__RECORDED INFORMATION__
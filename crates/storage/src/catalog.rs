//! The catalog: everything the collection knows, in one serialisable value.

use bibliophant_core::{Publisher, Record, Tag};
use chrono::{DateTime, Utc};
use serde::{Deserialize, Serialize};
use std::collections::{BTreeMap, BTreeSet};

/// A record together with its insertion metadata.
#[derive(Debug, Clone, PartialEq, Serialize, Deserialize)]
pub struct StoredRecord {
    /// Insertion counter; higher means added later
    pub seq: u64,
    /// When the record was added
    pub added: DateTime<Utc>,
    /// The record itself
    pub record: Record,
}

/// Contents of `bibliophant.json`.
#[derive(Debug, Clone, Default, PartialEq, Serialize, Deserialize)]
pub struct Catalog {
    /// Next insertion counter
    #[serde(default)]
    pub next_seq: u64,
    /// Records by key
    #[serde(default)]
    pub records: BTreeMap<String, StoredRecord>,
    /// Tag registry by name
    #[serde(default)]
    pub tags: BTreeMap<String, Tag>,
    /// Journal names
    #[serde(default)]
    pub journals: BTreeSet<String>,
    /// Publisher registry by name
    #[serde(default)]
    pub publishers: BTreeMap<String, Publisher>,
}

impl Catalog {
    /// Records ordered most recently added first.
    pub fn newest_first(&self) -> Vec<&StoredRecord> {
        let mut stored: Vec<&StoredRecord> = self.records.values().collect();
        stored.sort_by(|a, b| b.seq.cmp(&a.seq));
        stored
    }

    /// Journal names no article refers to.
    pub fn dangling_journals(&self) -> Vec<String> {
        let used: BTreeSet<&str> = self
            .records
            .values()
            .filter_map(|s| s.record.journal())
            .map(|j| j.name.as_str())
            .collect();
        self.journals
            .iter()
            .filter(|name| !used.contains(name.as_str()))
            .cloned()
            .collect()
    }

    /// Publisher names no book refers to.
    pub fn dangling_publishers(&self) -> Vec<String> {
        let used: BTreeSet<&str> = self
            .records
            .values()
            .filter_map(|s| s.record.publisher())
            .map(|p| p.name.as_str())
            .collect();
        self.publishers
            .keys()
            .filter(|name| !used.contains(name.as_str()))
            .cloned()
            .collect()
    }

    /// Tag names no record carries.
    pub fn dangling_tags(&self) -> Vec<String> {
        self.tags
            .keys()
            .filter(|name| self.tag_usage(name) == 0)
            .cloned()
            .collect()
    }

    /// Number of records carrying the tag.
    pub fn tag_usage(&self, name: &str) -> usize {
        self.records
            .values()
            .filter(|s| s.record.has_tag(name))
            .count()
    }
}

__EXERCISE OBJECTIVE__
Repeat the listing in full so that each line matches exactly.

__OUTPUT FOR THIS TASK__
filename crates/storage/src/catalog.rs
//! The catalog: everything the collection knows, in one serialisable value.

use bibliophant_core::{Publisher, Record, Tag};
use chrono::{DateTime, Utc};
use serde::{Deserialize, Serialize};
use std::collections::{BTreeMap, BTreeSet};

/// A record together with its insertion metadata.
#[derive(Debug, Clone, PartialEq, Serialize, Deserialize)]
pub struct StoredRecord {
    /// Insertion counter; higher means added later
    pub seq: u64,
    /// When the record was added
    pub added: DateTime<Utc>,
    /// The record itself
    pub record: Record,
}

/// Contents of `bibliophant.json`.
#[derive(Debug, Clone, Default, PartialEq, Serialize, Deserialize)]
pub struct Catalog {
    /// Next insertion counter
    #[serde(default)]
    pub next_seq: u64,
    /// Records by key
    #[serde(default)]
    pub records: BTreeMap<String, StoredRecord>,
    /// Tag registry by name
    #[serde(default)]
    pub tags: BTreeMap<String, Tag>,
    /// Journal names
    #[serde(default)]
    pub journals: BTreeSet<String>,
    /// Publisher registry by name
    #[serde(default)]
    pub publishers: BTreeMap<String, Publisher>,
}

impl Catalog {
    /// Records ordered most recently added first.
    pub fn newest_first(&self) -> Vec<&StoredRecord> {
        let mut stored: Vec<&StoredRecord> = self.records.values().collect();
        stored.sort_by(|a, b| b.seq.cmp(&a.seq));
        stored
    }

    /// Journal names no article refers to.
    pub fn dangling_journals(&self) -> Vec<String> {
        let used: BTreeSet<&str> = self
            .records
            .values()
            .filter_map(|s| s.record.journal())
            .map(|j| j.name.as_str())
            .collect();
        self.journals
            .iter()
            .filter(|name| !used.contains(name.as_str()))
            .cloned()
            .collect()
    }

    /// Publisher names no book refers to.
    pub fn dangling_publishers(&self) -> Vec<String> {
        let used: BTreeSet<&str> = self
            .records
            .values()
            .filter_map(|s| s.record.publisher())
            .map(|p| p.name.as_str())
            .collect();
        self.publishers
            .keys()
            .filter(|name| !used.contains(name.as_str()))
            .cloned()
            .collect()
    }

    /// Tag names no record carries.
    pub fn dangling_tags(&self) -> Vec<String> {
        self.tags
            .keys()
            .filter(|name| self.tag_usage(name) == 0)
            .cloned()
            .collect()
    }

    /// Number of records carrying the tag.
    pub fn tag_usage(&self, name: &str) -> usize {
        self.records
            .values()
            .filter(|s| s.record.has_tag(name))
            .count()
    }
}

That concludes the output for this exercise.